I think that I’m more willing to open up now. I know it has to happen if I want to move forward. It’s a scary thought though. I’ve spent my life not letting anyone see any of it. Going out, putting on a smile, pretending it was fine. I know those that know me well saw through it, but I still had the veneer on. I still did everything I could to hide it. I also know that they could see there were things wrong, but I don’t know that they ever knew what.

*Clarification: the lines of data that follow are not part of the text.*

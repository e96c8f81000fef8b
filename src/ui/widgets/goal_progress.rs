//! Goal card with a progress bar.

use egui::{ProgressBar, RichText, Ui};

use crate::ui::theme::Palette;
use crate::views::GoalView;

/// A single goal line with its progress bar on the right.
pub struct GoalProgress<'a> {
    goal: &'a GoalView,
    bar_width: f32,
}

impl<'a> GoalProgress<'a> {
    pub fn new(goal: &'a GoalView) -> Self {
        Self {
            goal,
            bar_width: 150.0,
        }
    }

    /// Set the width of the progress bar.
    pub fn bar_width(mut self, width: f32) -> Self {
        self.bar_width = width;
        self
    }

    /// Render the card.
    pub fn show(self, ui: &mut Ui) {
        let palette = Palette::of(ui.visuals());
        ui.horizontal(|ui| {
            let text = RichText::new(&self.goal.label);
            let text = if self.goal.achieved {
                text.color(palette.achieved)
            } else if self.goal.days_remaining < 0 {
                text.color(palette.overdue)
            } else {
                text
            };
            ui.label(text);

            ui.with_layout(egui::Layout::right_to_left(egui::Align::Center), |ui| {
                ui.add(
                    ProgressBar::new(self.goal.bar_fraction)
                        .desired_width(self.bar_width)
                        .fill(palette.accent)
                        .text(format!("{}%", self.goal.progress_pct.min(100))),
                );
            });
        });
    }
}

Because I held it all in, it used to manifest itself in other ways. I used to cut. A lot. I tell people I don’t keep lighters around because I liked to set stuff on fire, but the real truth is I do it to keep from burning myself. I used to hold the lighter on or to a piece of metal and then hold it to myself once it was hot. I’m covered in scars. I used to have severe anger issues. There were holes in my walls. My knuckles are still fucked from hitting stuff. I used to hit myself too. Anything I could do to hurt myself physically. It’s why I wasn’t afraid to do stupid shit that would hurt me. Nothing I did to myself physically could hurt me as much as my mind already hurt.
Alcohol never helped either. I found the bottom of many bottles and never got away from the pain. However, alcohol could let me overcome myself. Sober, I have kissed all of one woman and that was 10 years ago. Everything else I have ever done has come well into a bottle. it’s still not much, but it was something, though it is bittersweet. Yes, I have done it, but I didn’t feel much. I didn’t remember much. I didn’t really enjoy it. Needing alcohol for that was not good though. It was a band aid to a larger issue. I am glad I never managed to lose my virginity drunk. I would’ve regretted that.

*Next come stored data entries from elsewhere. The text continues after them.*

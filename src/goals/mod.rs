//! Goals module.
//!
//! Goals are numeric targets (calories or minutes) with a deadline. Progress is a
//! running counter fed by every logged activity; it is never recomputed from the log.

pub mod engine;
pub mod types;

// Re-exports for convenience
pub use engine::GoalEngine;
pub use types::{Goal, GoalType};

This all comes back to what they all come back to. Loneliness. This time though, I realize it was my fault. I drove people away. Unfortunately, knowing that doesn’t give me any knowledge of how to find someone to let in, but I do know to try and let them in when I find them. I still hope it doesn’t take much longer. I know I need to grow before I can be ready, but I also feel like I need it to be whole.
I will be dealing with some of this soon, in a very direct way. I will be doing something that forces me to confront many of my fears of intimacy. I will be going on a trip and putting myself out there. I do not expect it to end in pain, but the potential for it is there. It requires me to go far beyond my comfort zone. It requires me to be vulnerable. It terrifies me, but it also excites me. It’s been a very long time since I put myself out there. This will not be a trip to see Her, but it will be a trip to help me break out of the shell I have encased myself in. It is the next step in healing and moving forward and I hope it propels me far.
I still fear dying alone, but I do not think I will be the one causing it anymore. I still fear being hurt, but I realize that cannot be avoided if I really want to find love. I know few could hurt me the way Anna did. I have to risk it though. If I don’t risk getting hurt, I risk dying alone.